Bisnis.com, JAKARTA — Maraknya investor yang berburu emas di pasar spot membuat permintaan akan emas fisik oleh pembeli ritel tradisional di China dan India menurun tajam akibat harga yang terlampau tinggi.
Seperti dilansir dari Bloomberg, arus investasi ke emas exchange traded fund (ETF) terutama di Amerika Utara dan Eropa terus mengalir deras, sejalan dengan investor yang mencari aset safe haven di tengah tekanan wabah Covid-19.
Di saat yang sama, permintaan emas di China dan India yang merupakan pasar emas batangan, emas koin, dan perhiasan terbesar di dunia terpantau sangat rendah akibat penutupan mal dan pembatasan impor akibat pandemi.
Kondisi tersebut juga diperparah oleh harga yang terus meroket, sehingga membuat minat masyarakat menurun. Buntutnya, perdagangan emas fisik sulit untuk normal kembali meski aktivitas perdagangan mulai berangsur normal.
Jika kondisi tersebut terus berlangsung, akan ada dua kemungkinan yang terjadi. Pertama, sokongan terhadap kenaikan harga emas akan hilang karena arus investasi di pasar ETF turun atau, kedua, sebaliknya harga emas bisa naik lebih tinggi jika permintaan di China dan India pulih.
Head of Commodities and Portfolio Manager DWS Investment Management Americas Inc. Darwei Kung memproyeksikan investor AS dan Eropa bakal tetap tertarik pada emas, terlepas dari melemahnya permintaan di Asia.
Baca Juga
"Namun, jika pola pembelian China dan India naik seiring dengan kenaikan harga di pasar ETF, harga emas akan naik lebih tinggi lagi," papar dia seperti dikutip dari Bloomberg, Minggu (5/7/2020)

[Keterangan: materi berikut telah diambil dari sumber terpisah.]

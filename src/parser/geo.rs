//! Country and state canonicalization for census addresses.
//!
//! Countries resolve to ISO 3166-1 alpha-3; states resolve to the subdivision
//! suffix of their ISO 3166-2 code (`US-NY` -> `NY`).

/// Used for state lookups when the row carries no recognizable country.
pub const COUNTRY_DEFAULT: &str = "USA";

struct Country {
    alpha_2: &'static str,
    alpha_3: &'static str,
    names: &'static [&'static str],
}

const fn country(
    alpha_2: &'static str,
    alpha_3: &'static str,
    names: &'static [&'static str],
) -> Country {
    Country {
        alpha_2,
        alpha_3,
        names,
    }
}

static COUNTRIES: &[Country] = &[
    country("US", "USA", &["United States", "United States of America"]),
    country("CA", "CAN", &["Canada"]),
    country("MX", "MEX", &["Mexico"]),
    country("GB", "GBR", &["United Kingdom", "United Kingdom of Great Britain and Northern Ireland"]),
    country("IE", "IRL", &["Ireland"]),
    country("AU", "AUS", &["Australia"]),
    country("NZ", "NZL", &["New Zealand"]),
    country("DE", "DEU", &["Germany"]),
    country("FR", "FRA", &["France"]),
    country("ES", "ESP", &["Spain"]),
    country("PT", "PRT", &["Portugal"]),
    country("IT", "ITA", &["Italy"]),
    country("NL", "NLD", &["Netherlands"]),
    country("BE", "BEL", &["Belgium"]),
    country("CH", "CHE", &["Switzerland"]),
    country("AT", "AUT", &["Austria"]),
    country("SE", "SWE", &["Sweden"]),
    country("NO", "NOR", &["Norway"]),
    country("DK", "DNK", &["Denmark"]),
    country("FI", "FIN", &["Finland"]),
    country("PL", "POL", &["Poland"]),
    country("CZ", "CZE", &["Czechia", "Czech Republic"]),
    country("HU", "HUN", &["Hungary"]),
    country("RO", "ROU", &["Romania"]),
    country("GR", "GRC", &["Greece"]),
    country("TR", "TUR", &["Turkey", "Türkiye"]),
    country("IL", "ISR", &["Israel"]),
    country("AE", "ARE", &["United Arab Emirates"]),
    country("IN", "IND", &["India"]),
    country("PK", "PAK", &["Pakistan"]),
    country("CN", "CHN", &["China"]),
    country("HK", "HKG", &["Hong Kong"]),
    country("TW", "TWN", &["Taiwan"]),
    country("JP", "JPN", &["Japan"]),
    country("KR", "KOR", &["South Korea", "Korea, Republic of"]),
    country("SG", "SGP", &["Singapore"]),
    country("MY", "MYS", &["Malaysia"]),
    country("PH", "PHL", &["Philippines"]),
    country("TH", "THA", &["Thailand"]),
    country("VN", "VNM", &["Viet Nam", "Vietnam"]),
    country("ID", "IDN", &["Indonesia"]),
    country("BR", "BRA", &["Brazil"]),
    country("AR", "ARG", &["Argentina"]),
    country("CL", "CHL", &["Chile"]),
    country("CO", "COL", &["Colombia"]),
    country("PE", "PER", &["Peru"]),
    country("CR", "CRI", &["Costa Rica"]),
    country("DO", "DOM", &["Dominican Republic"]),
    country("JM", "JAM", &["Jamaica"]),
    country("ZA", "ZAF", &["South Africa"]),
    country("NG", "NGA", &["Nigeria"]),
    country("KE", "KEN", &["Kenya"]),
    country("EG", "EGY", &["Egypt"]),
    country("PR", "PRI", &["Puerto Rico"]),
    country("GU", "GUM", &["Guam"]),
    country("VI", "VIR", &["Virgin Islands, U.S.", "US Virgin Islands"]),
];

struct Subdivision {
    code: &'static str,
    name: &'static str,
}

const fn sub(code: &'static str, name: &'static str) -> Subdivision {
    Subdivision { code, name }
}

static SUBDIVISIONS: &[Subdivision] = &[
    sub("US-AL", "Alabama"),
    sub("US-AK", "Alaska"),
    sub("US-AZ", "Arizona"),
    sub("US-AR", "Arkansas"),
    sub("US-CA", "California"),
    sub("US-CO", "Colorado"),
    sub("US-CT", "Connecticut"),
    sub("US-DE", "Delaware"),
    sub("US-DC", "District of Columbia"),
    sub("US-FL", "Florida"),
    sub("US-GA", "Georgia"),
    sub("US-HI", "Hawaii"),
    sub("US-ID", "Idaho"),
    sub("US-IL", "Illinois"),
    sub("US-IN", "Indiana"),
    sub("US-IA", "Iowa"),
    sub("US-KS", "Kansas"),
    sub("US-KY", "Kentucky"),
    sub("US-LA", "Louisiana"),
    sub("US-ME", "Maine"),
    sub("US-MD", "Maryland"),
    sub("US-MA", "Massachusetts"),
    sub("US-MI", "Michigan"),
    sub("US-MN", "Minnesota"),
    sub("US-MS", "Mississippi"),
    sub("US-MO", "Missouri"),
    sub("US-MT", "Montana"),
    sub("US-NE", "Nebraska"),
    sub("US-NV", "Nevada"),
    sub("US-NH", "New Hampshire"),
    sub("US-NJ", "New Jersey"),
    sub("US-NM", "New Mexico"),
    sub("US-NY", "New York"),
    sub("US-NC", "North Carolina"),
    sub("US-ND", "North Dakota"),
    sub("US-OH", "Ohio"),
    sub("US-OK", "Oklahoma"),
    sub("US-OR", "Oregon"),
    sub("US-PA", "Pennsylvania"),
    sub("US-RI", "Rhode Island"),
    sub("US-SC", "South Carolina"),
    sub("US-SD", "South Dakota"),
    sub("US-TN", "Tennessee"),
    sub("US-TX", "Texas"),
    sub("US-UT", "Utah"),
    sub("US-VT", "Vermont"),
    sub("US-VA", "Virginia"),
    sub("US-WA", "Washington"),
    sub("US-WV", "West Virginia"),
    sub("US-WI", "Wisconsin"),
    sub("US-WY", "Wyoming"),
    sub("US-AS", "American Samoa"),
    sub("US-GU", "Guam"),
    sub("US-MP", "Northern Mariana Islands"),
    sub("US-PR", "Puerto Rico"),
    sub("US-UM", "United States Minor Outlying Islands"),
    sub("US-VI", "Virgin Islands, U.S."),
    sub("CA-AB", "Alberta"),
    sub("CA-BC", "British Columbia"),
    sub("CA-MB", "Manitoba"),
    sub("CA-NB", "New Brunswick"),
    sub("CA-NL", "Newfoundland and Labrador"),
    sub("CA-NS", "Nova Scotia"),
    sub("CA-NT", "Northwest Territories"),
    sub("CA-NU", "Nunavut"),
    sub("CA-ON", "Ontario"),
    sub("CA-PE", "Prince Edward Island"),
    sub("CA-QC", "Quebec"),
    sub("CA-SK", "Saskatchewan"),
    sub("CA-YT", "Yukon"),
    sub("MX-CMX", "Ciudad de México"),
    sub("MX-JAL", "Jalisco"),
    sub("MX-NLE", "Nuevo León"),
    sub("GB-ENG", "England"),
    sub("GB-NIR", "Northern Ireland"),
    sub("GB-SCT", "Scotland"),
    sub("GB-WLS", "Wales"),
    sub("AU-NSW", "New South Wales"),
    sub("AU-QLD", "Queensland"),
    sub("AU-VIC", "Victoria"),
    sub("AU-WA", "Western Australia"),
];

fn find_country(raw: &str) -> Option<&'static Country> {
    let needle = raw.trim();
    if needle.chars().count() < 2 {
        return None;
    }
    COUNTRIES.iter().find(|country| {
        country.alpha_2.eq_ignore_ascii_case(needle)
            || country.alpha_3.eq_ignore_ascii_case(needle)
            || country
                .names
                .iter()
                .any(|name| name.to_lowercase() == needle.to_lowercase())
    })
}

/// ISO alpha-3 for a code or English name.
pub fn to_country_code(raw: &str) -> Option<&'static str> {
    find_country(raw).map(|country| country.alpha_3)
}

/// Canonical state code within `country_alpha_3`, which falls back to
/// [`COUNTRY_DEFAULT`] when unknown. Two-letter inputs are treated as codes
/// of that country; longer inputs match a full ISO code or a name.
pub fn to_state_code(raw: &str, country_alpha_3: &str) -> Option<&'static str> {
    let needle = raw.trim();
    if needle.chars().count() < 2 {
        return None;
    }
    let country = COUNTRIES
        .iter()
        .find(|country| country.alpha_3 == country_alpha_3)
        .or_else(|| find_country(COUNTRY_DEFAULT))?;

    let found = if needle.chars().count() < 3 {
        let code = format!("{}-{}", country.alpha_2, needle.to_uppercase());
        SUBDIVISIONS.iter().find(|subdivision| subdivision.code == code)
    } else {
        let lowered = needle.to_lowercase();
        SUBDIVISIONS.iter().find(|subdivision| {
            subdivision.code.eq_ignore_ascii_case(needle) || subdivision.name.to_lowercase() == lowered
        })
    };

    found.and_then(|subdivision| subdivision.code.rsplit('-').next())
}

#[cfg(test)]
mod tests {
    use super::*;

    #[test]
    fn countries_resolve_to_alpha_3() {
        assert_eq!(to_country_code("AU"), Some("AUS"));
        assert_eq!(to_country_code(" US"), Some("USA"));
        assert_eq!(to_country_code("usa"), Some("USA"));
        assert_eq!(to_country_code("United States of America"), Some("USA"));
        assert_eq!(to_country_code("US of A"), None);
        assert_eq!(to_country_code(""), None);
    }

    #[test]
    fn states_resolve_within_country() {
        for raw in ["OK", "Oklahoma", "US-OK", "ok", " ok"] {
            assert_eq!(to_state_code(raw, COUNTRY_DEFAULT), Some("OK"), "{raw}");
        }
        assert_eq!(to_state_code("New York", "USA"), Some("NY"));
        assert_eq!(to_state_code("ON", "CAN"), Some("ON"));
        assert_eq!(to_state_code("ON", "USA"), None);
        assert_eq!(to_state_code("N", "USA"), None);
        assert_eq!(to_state_code("Old York", "USA"), None);
    }

    #[test]
    fn unknown_country_uses_default_for_states() {
        assert_eq!(to_state_code("NY", "ZZZ"), Some("NY"));
    }
}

Berdasarkan riset Goldman Sachs, permintaan investasi akibat kekhawatiran akan gejolak pasar alias mencari aset safe haven telah berkontribusi hingga 18 persen terhadap kenaikan harga emas tahun ini.
Di sisi lain, pembelian yang lebih rendah oleh konsumen di negara berkembang menyumbang sekitar 8 persen. Adapun, pemulihan ekonomi dan pelemahan dolar berpotensi menyokong kenaikan permintaan.
Meskipun demikian, analis Commerzbank AG Carsten Fritsch menyebut kenaikan harga emas yang terus menerus tetap akan memperburuk permintaan di Asia dan membuat harga emas semakin tergantung pada investor di Barat.
Bloomberg mencatat, harga emas spot telah meningkat 17 persen tahun ini, menutup kuartal kedua dengan dengan reli terbesar dalam lebih dari empat tahun.
Bahkan pada Selasa (30/6/2020) emas berjangka di Comex mencapai level US$ 1.800 per troy ounce untuk pertama kalinya sejak 2011.
Kenaikan ini tak memberikan dorongan yang signifikan pada para investor di Asia, meskipun di saat yang sama perekonomian telah dibuka kembali. Pasalnya, lockdown membuat banyak orang kehilangan pekerjaan dan pelemahan ekonomi membuat masyarakat menahan pengeluaran.
Konsultan logam mulia Metals Focus Ltd. memperkirakan penurunan 23 persen untuk konsumsi perhiasan emas Cina pada 2020, sementara permintaan India diperkirakan turun 36 persen.
Sebaliknya, permintaan emas ETF melonjak karena kekhawatiran atas prospek ekonomi, peringkat negatif dan penurunan nilai mata uang setelah langkah-langkah stimulus global besar-besaran mendorong investor mencari safe haven.
Berdasarkan data Bloomberg, total kepemilikan emas fisik dalam ETF telah meningkat lebih dari 600 ton tahun ini, dan arus masuk ke pasar ETF melampaui pembelian ritel di Cina dan India pada kuartal pertama untuk pertama kalinya sejak 2009.